In addition to cytoplasmic staining, apparent nuclear localization was also frequently seen. In SMCs, the nuclear staining often appeared to be associated with nucleoli (Figure 1C; see also below). Hyaluronan staining occasionally could also be seen as fine filamentous material throughout the nuclei, but this was difficult to resolve on photomicrographs.
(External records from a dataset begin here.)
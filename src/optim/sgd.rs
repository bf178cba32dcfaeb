use crate::optim::optimizer::{Optimizer, Param};

pub struct Sgd {
    pub learning_rate: f64,
    steps: u64,
}

impl Sgd {
    pub fn new(learning_rate: f64) -> Sgd {
        Sgd { learning_rate, steps: 0 }
    }
}

impl Optimizer for Sgd {
    /// Plain gradient descent: `w ← w − lr·g`.
    fn step(&mut self, params: &mut [Param<'_>]) {
        let lr = self.learning_rate;
        for param in params.iter_mut() {
            *param.value = param.value.zip_map(param.grad, |w, g| w - lr * g);
        }
        self.steps += 1;
    }

    fn steps(&self) -> u64 {
        self.steps
    }
}
use serde::{Serialize, Deserialize};

use crate::data::Batch;
use crate::error::Result;
use crate::math::matrix::Matrix;
use crate::render::SampleImage;
use crate::train::run_state::RunState;

/// Bumped whenever the record layout changes incompatibly.
pub const CHECKPOINT_FORMAT_VERSION: u32 = 1;

/// The single persisted record of a run, written once per epoch.
///
/// All fields are required on load. `best_params` may be `null` (no
/// validation epoch yet) but must be present. Unknown fields are rejected.
#[derive(Debug, Clone, PartialEq, Serialize, Deserialize)]
#[serde(deny_unknown_fields)]
pub struct Checkpoint<P> {
    pub format_version: u32,
    pub generator_params: P,
    pub best_loss: f64,
    #[serde(deserialize_with = "Option::deserialize")]
    pub best_params: Option<P>,
    pub test_content_letters: Matrix,
    pub test_style_letters: Matrix,
    pub test_style_labels: Matrix,
    pub test_images: Vec<SampleImage>,
    pub train_loss: Vec<f64>,
    pub valid_loss: Vec<f64>,
}

impl<P: Clone> Checkpoint<P> {
    pub fn capture(generator_params: P, state: &RunState<P>) -> Checkpoint<P> {
        let fixed = state.fixed_eval_batch();
        Checkpoint {
            format_version: CHECKPOINT_FORMAT_VERSION,
            generator_params,
            best_loss: state.best_loss(),
            best_params: state.best_parameters().cloned(),
            test_content_letters: fixed.content.clone(),
            test_style_letters: fixed.target.clone(),
            test_style_labels: fixed.labels.clone(),
            test_images: state.sample_image_history().to_vec(),
            train_loss: state.train_loss_history().to_vec(),
            valid_loss: state.valid_loss_history().to_vec(),
        }
    }
}

impl<P> Checkpoint<P> {
    /// Splits the record into live generator weights and the run state.
    ///
    /// Fails if the stored evaluation batch is internally inconsistent.
    pub fn into_parts(self) -> Result<(P, RunState<P>)> {
        let fixed = Batch {
            content: self.test_content_letters,
            target: self.test_style_letters,
            labels: self.test_style_labels,
        };
        fixed.validate()?;

        let state = RunState::from_parts(
            self.best_loss,
            self.best_params,
            fixed,
            self.train_loss,
            self.valid_loss,
            self.test_images,
        );
        Ok((self.generator_params, state))
    }
}
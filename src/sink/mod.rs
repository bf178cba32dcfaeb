pub mod sink;
pub mod jsonl;

pub use sink::{emit, MetricSink, NoopSink, SinkError};
pub use jsonl::JsonlSink;
//! Deterministic stand-ins for the generator, optimizer and batch source.

use serde::{Deserialize, Serialize};

use crate::data::{Batch, BatchSource};
use crate::error::{Error, Result};
use crate::generator::Generator;
use crate::math::matrix::Matrix;
use crate::optim::{Optimizer, Param};

/// `prediction = content + bias`, with one scalar trainable bias.
pub(crate) struct EchoGenerator {
    bias: Matrix,
    grad: Matrix,
    pub backward_calls: u64,
    training: bool,
}

#[derive(Debug, Clone, PartialEq, Serialize, Deserialize)]
pub(crate) struct EchoParams {
    pub bias: f64,
    pub backward_calls: u64,
}

impl EchoGenerator {
    pub fn new() -> EchoGenerator {
        EchoGenerator {
            bias: Matrix::zeros(1, 1),
            grad: Matrix::zeros(1, 1),
            backward_calls: 0,
            training: false,
        }
    }

    pub fn grad_value(&self) -> f64 {
        self.grad.data[0][0]
    }
}

impl Generator for EchoGenerator {
    type Params = EchoParams;

    fn set_training(&mut self, training: bool) {
        self.training = training;
    }

    fn is_training(&self) -> bool {
        self.training
    }

    fn forward(&mut self, content: &Matrix, labels: &Matrix) -> Result<Matrix> {
        if content.rows != labels.rows {
            return Err(Error::shape("content and labels disagree"));
        }
        let b = self.bias.data[0][0];
        Ok(content.map(|x| x + b))
    }

    fn zero_grad(&mut self) {
        self.grad = Matrix::zeros(1, 1);
    }

    fn backward(&mut self, grad_output: &Matrix) -> Result<()> {
        self.grad.data[0][0] += grad_output.sum();
        self.backward_calls += 1;
        Ok(())
    }

    fn parameters(&mut self) -> Vec<Param<'_>> {
        vec![Param { value: &mut self.bias, grad: &self.grad }]
    }

    fn state_dict(&self) -> EchoParams {
        EchoParams { bias: self.bias.data[0][0], backward_calls: self.backward_calls }
    }

    fn load_state_dict(&mut self, params: &EchoParams) -> Result<()> {
        self.bias.data[0][0] = params.bias;
        self.backward_calls = params.backward_calls;
        Ok(())
    }
}

/// Counts steps without changing any parameter.
#[derive(Default)]
pub(crate) struct CountingOptimizer {
    steps: u64,
}

impl Optimizer for CountingOptimizer {
    fn step(&mut self, _params: &mut [Param<'_>]) {
        self.steps += 1;
    }

    fn steps(&self) -> u64 {
        self.steps
    }
}

/// Replays a fixed list of batches in order, wrapping around.
pub(crate) struct ScriptedSource {
    batches: Vec<Batch>,
    cursor: usize,
    per_epoch: usize,
}

impl ScriptedSource {
    /// One epoch is the whole list.
    pub fn new(batches: Vec<Batch>) -> ScriptedSource {
        let per_epoch = batches.len();
        ScriptedSource { batches, cursor: 0, per_epoch }
    }

    /// One epoch is `per_epoch` batches, so successive epochs walk the list.
    pub fn cycling(batches: Vec<Batch>, per_epoch: usize) -> ScriptedSource {
        ScriptedSource { batches, cursor: 0, per_epoch }
    }
}

impl BatchSource for ScriptedSource {
    fn len(&self) -> usize {
        self.per_epoch
    }

    fn next_batch(&mut self) -> Result<Batch> {
        let batch = self.batches[self.cursor % self.batches.len()].clone();
        self.cursor += 1;
        Ok(batch)
    }

    fn sample(&mut self, size: usize) -> Result<Batch> {
        Ok(Batch {
            content: Matrix::filled(size, 1, 0.5),
            target: Matrix::zeros(size, 1),
            labels: Matrix::filled(size, 1, 1.0),
        })
    }
}

/// Single-example batch: content `value`, target 0, so raw MSE is `value²`
/// under a zero bias.
pub(crate) fn scalar_batch(value: f64) -> Batch {
    Batch {
        content: Matrix::from_data(vec![vec![value]]),
        target: Matrix::zeros(1, 1),
        labels: Matrix::from_data(vec![vec![1.0]]),
    }
}
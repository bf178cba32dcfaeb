use std::fs;

use glyph_trainer::checkpoint::{self, Checkpoint};
use glyph_trainer::data::{GlyphDataset, GlyphLoader, GlyphSample};
use glyph_trainer::network::NetworkParams;
use glyph_trainer::sink::{JsonlSink, NoopSink};
use glyph_trainer::{
    BatchSource, DenseGenerator, Error, Generator, GlyphDims, GridRenderer, TrainConfig, Trainer,
};

const GLYPH: GlyphDims = GlyphDims { width: 4, height: 4 };
const STYLES: usize = 2;

fn dataset(n: usize, offset: usize) -> GlyphDataset {
    let samples = (0..n)
        .map(|i| {
            let code = i + offset;
            let content: Vec<u8> = (0..16).map(|p| if (p + code) % 3 == 0 { 255 } else { 0 }).collect();
            let style = code % STYLES;
            let target = if style == 0 {
                content.clone()
            } else {
                content.iter().map(|&p| 255 - p).collect()
            };
            GlyphSample { content, target, style }
        })
        .collect();
    GlyphDataset { width: GLYPH.width, height: GLYPH.height, num_styles: STYLES, samples }
}

fn config() -> TrainConfig {
    TrainConfig {
        learning_rate: 0.005,
        train_batch_size: 4,
        valid_batch_size: 10,
        hidden_layers: vec![8],
        ..TrainConfig::default()
    }
}

type GlyphTrainer = Trainer<DenseGenerator, GlyphLoader, GridRenderer>;

fn trainer(seed: u64) -> GlyphTrainer {
    let config = config();
    let train = GlyphLoader::new(dataset(10, 0), config.train_batch_size, seed).unwrap();
    let valid = GlyphLoader::new(dataset(30, 100), config.valid_batch_size, seed + 1).unwrap();
    let generator = DenseGenerator::new(GLYPH, STYLES, &config.hidden_layers, seed);
    let renderer = GridRenderer::new(GLYPH, config.grid_nrow);
    Trainer::new(generator, train, valid, renderer, Box::new(NoopSink), config).unwrap()
}

#[test]
fn histories_follow_loader_lengths() {
    let dir = tempfile::tempdir().unwrap();
    let path = dir.path().join("trainer.json");
    let mut t = trainer(7);

    t.run(0..3, &path).unwrap();

    // 10 samples / batch 4 -> 3 batches; 30 samples / batch 10 -> 3 batches.
    assert_eq!(t.state().train_loss_history().len(), 3 * 3);
    assert_eq!(t.state().valid_loss_history().len(), 3 * 3);
    assert_eq!(t.optimizer_steps(), 9);

    let image = &t.state().sample_image_history()[0];
    assert_eq!((image.width, image.height), (5 * 6 + 2, 5 * 6 + 2));
}

#[test]
fn best_loss_is_the_running_minimum_of_epoch_means() {
    let dir = tempfile::tempdir().unwrap();
    let path = dir.path().join("trainer.json");
    let mut t = trainer(11);

    let stats = t.run(0..5, &path).unwrap();

    let mut minimum = f64::INFINITY;
    for s in &stats {
        minimum = minimum.min(s.valid_loss);
        assert_eq!(s.best_loss, minimum);
    }
    assert_eq!(t.state().best_loss(), minimum);
}

#[test]
fn best_snapshot_reproduces_its_validation_mean() {
    let dir = tempfile::tempdir().unwrap();
    let path = dir.path().join("trainer.json");
    let mut t = trainer(3);
    t.run(0..4, &path).unwrap();

    let best: NetworkParams = t.best_parameters().unwrap().clone();
    let mut replica = DenseGenerator::new(GLYPH, STYLES, &[8], 999);
    replica.load_state_dict(&best).unwrap();

    let mut valid = GlyphLoader::new(dataset(30, 100), 10, 4).unwrap();
    let mut losses = Vec::new();
    for _ in 0..valid.len() {
        let batch = valid.next_batch().unwrap();
        losses.push(glyph_trainer::train::eval_batch(&mut replica, &batch, config().mse_penalty).unwrap());
    }
    // Equal-sized batches, so the mean over one pass does not depend on the
    // shuffle order beyond rounding.
    let mean = losses.iter().sum::<f64>() / losses.len() as f64;
    assert!((mean - t.state().best_loss()).abs() < 1e-9);
}

#[test]
fn restart_restores_state_exactly_and_keeps_appending() {
    let dir = tempfile::tempdir().unwrap();
    let path = dir.path().join("trainer.json");
    let mut first = trainer(5);
    first.run(0..2, &path).unwrap();

    let mut second = trainer(77);
    second.load(&path, true).unwrap();
    assert_eq!(second.state(), first.state());
    assert_eq!(second.generator().state_dict(), first.generator().state_dict());
    assert_eq!(second.state().fixed_eval_batch().len(), 25);

    second.run(2..4, &path).unwrap();
    assert_eq!(second.state().train_loss_history().len(), 4 * 3);
    assert_eq!(
        &second.state().train_loss_history()[..6],
        first.state().train_loss_history()
    );
    assert_eq!(second.state().sample_image_history().len(), 4);

    let on_disk: Checkpoint<NetworkParams> = checkpoint::load(&path).unwrap();
    assert_eq!(on_disk.train_loss, second.state().train_loss_history());
    assert_eq!(on_disk.test_images.len(), 4);
}

#[test]
fn corrupt_checkpoint_is_rejected_and_state_kept() {
    let dir = tempfile::tempdir().unwrap();
    let path = dir.path().join("trainer.json");
    let mut t = trainer(1);
    t.run(0..1, &path).unwrap();

    let text = fs::read_to_string(&path).unwrap();
    fs::write(&path, &text[..text.len() / 2]).unwrap();

    let mut fresh = trainer(2);
    let err = fresh.load(&path, false).unwrap_err();
    assert!(matches!(err, Error::Checkpoint { .. }));
    assert!(fresh.state().train_loss_history().is_empty());
}

#[test]
fn checkpoint_with_a_ragged_weight_matrix_fails_to_load() {
    let dir = tempfile::tempdir().unwrap();
    let path = dir.path().join("trainer.json");
    trainer(4).run(0..1, &path).unwrap();

    let mut record: serde_json::Value = serde_json::from_str(&fs::read_to_string(&path).unwrap()).unwrap();
    record["generator_params"]["layers"][0]["weights"]["data"]
        .as_array_mut()
        .unwrap()
        .pop();
    fs::write(&path, serde_json::to_vec(&record).unwrap()).unwrap();

    let mut fresh = trainer(9);
    let err = fresh.load(&path, false).unwrap_err();
    assert!(matches!(err, Error::Checkpoint { .. }), "{err}");

    // The untouched trainer keeps working.
    let stats = fresh.run(0..1, &dir.path().join("other.json")).unwrap();
    assert_eq!(stats.len(), 1);
}

#[test]
fn resume_with_replay_rebuilds_the_metrics_log_once() {
    let dir = tempfile::tempdir().unwrap();
    let metrics = dir.path().join("metrics");
    let path = dir.path().join("trainer.json");
    let build = |sink: JsonlSink| {
        let config = config();
        let train = GlyphLoader::new(dataset(10, 0), config.train_batch_size, 0).unwrap();
        let valid = GlyphLoader::new(dataset(30, 100), config.valid_batch_size, 1).unwrap();
        let generator = DenseGenerator::new(GLYPH, STYLES, &config.hidden_layers, 0);
        let renderer = GridRenderer::new(GLYPH, config.grid_nrow);
        Trainer::new(generator, train, valid, renderer, Box::new(sink), config).unwrap()
    };

    let mut first = build(JsonlSink::create(&metrics).unwrap());
    first.run(0..2, &path).unwrap();
    drop(first);

    let mut resumed = build(JsonlSink::create(&metrics).unwrap());
    resumed.load(&path, true).unwrap();
    let history = resumed.state().train_loss_history().len();
    drop(resumed);

    let log = fs::read_to_string(metrics.join("metrics.jsonl")).unwrap();
    let events: Vec<serde_json::Value> = log.lines().map(|l| serde_json::from_str(l).unwrap()).collect();
    let train_events = events.iter().filter(|e| e["name"] == "train_loss").count();
    assert_eq!(train_events, history);

    let steps: Vec<u64> = events.iter().map(|e| e["step"].as_u64().unwrap()).collect();
    assert_eq!(steps, (1..=events.len() as u64).collect::<Vec<_>>());

    let pngs = fs::read_dir(&metrics)
        .unwrap()
        .filter(|e| e.as_ref().unwrap().path().extension().is_some_and(|x| x == "png"))
        .count();
    assert_eq!(pngs, 2);
}

#[test]
fn undersized_validation_set_cannot_supply_the_fixed_batch() {
    let config = config();
    let train = GlyphLoader::new(dataset(10, 0), 4, 0).unwrap();
    let valid = GlyphLoader::new(dataset(10, 100), 10, 1).unwrap();
    let generator = DenseGenerator::new(GLYPH, STYLES, &[8], 0);
    let renderer = GridRenderer::new(GLYPH, 5);
    let result = Trainer::new(generator, train, valid, renderer, Box::new(NoopSink), config);
    assert!(matches!(result, Err(Error::DataContract(_))));
}

#[test]
fn jsonl_sink_records_every_epoch() {
    let dir = tempfile::tempdir().unwrap();
    let metrics = dir.path().join("metrics");
    let config = config();
    let train = GlyphLoader::new(dataset(10, 0), config.train_batch_size, 0).unwrap();
    let valid = GlyphLoader::new(dataset(30, 100), config.valid_batch_size, 1).unwrap();
    let generator = DenseGenerator::new(GLYPH, STYLES, &config.hidden_layers, 0);
    let renderer = GridRenderer::new(GLYPH, config.grid_nrow);
    let sink = Box::new(JsonlSink::create(&metrics).unwrap());
    let mut t = Trainer::new(generator, train, valid, renderer, sink, config).unwrap();

    t.run(0..2, &dir.path().join("trainer.json")).unwrap();
    drop(t);

    let log = fs::read_to_string(metrics.join("metrics.jsonl")).unwrap();
    let events: Vec<serde_json::Value> = log.lines().map(|l| serde_json::from_str(l).unwrap()).collect();
    let named = |name: &str| events.iter().filter(|e| e["name"] == name).count();
    assert_eq!(named("train_loss"), 2 * 3);
    assert_eq!(named("valid_loss"), 2 * 3);
    assert_eq!(named("pred_image"), 2);

    let pngs = fs::read_dir(&metrics)
        .unwrap()
        .filter(|e| e.as_ref().unwrap().path().extension().is_some_and(|x| x == "png"))
        .count();
    assert_eq!(pngs, 2);
    assert!(metrics.join("summary.json").exists());
}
The hyaluronan localization described above employed a diffusable chromogenic substrate. One concern was that the diffuse staining in the cytoplasm, as well as the perinuclear and nucleolar staining, resulted from diffusion of the chromogen away from the cytoplasmic vesicles. Therefore, we used streptavidin conjugated to Texas Red or FITC as a nondiffusable marker to localize the biotinylated hyaluronan binding probe. An identical hyaluronidase-sensitive pattern was observed with the fluorescent markers (Figure 2), indicating that the fine network-like cytoplasmic staining observed with the peroxidase substrate did not result from diffusion.

In permeabilized human skin fibroblasts, hyaluronan staining in the cytoplasm was seen in a similar pattern as in the SMCs, i.e., both vesicular and diffuse cytoplasmic staining (Figure 3). However, there was a noticeably different pattern of nuclear staining in the fibroblasts. In addition to occasional nucleolar staining, there was a clear association of hyaluronan staining with distinct clefts and furrows in the fibroblast nuclei.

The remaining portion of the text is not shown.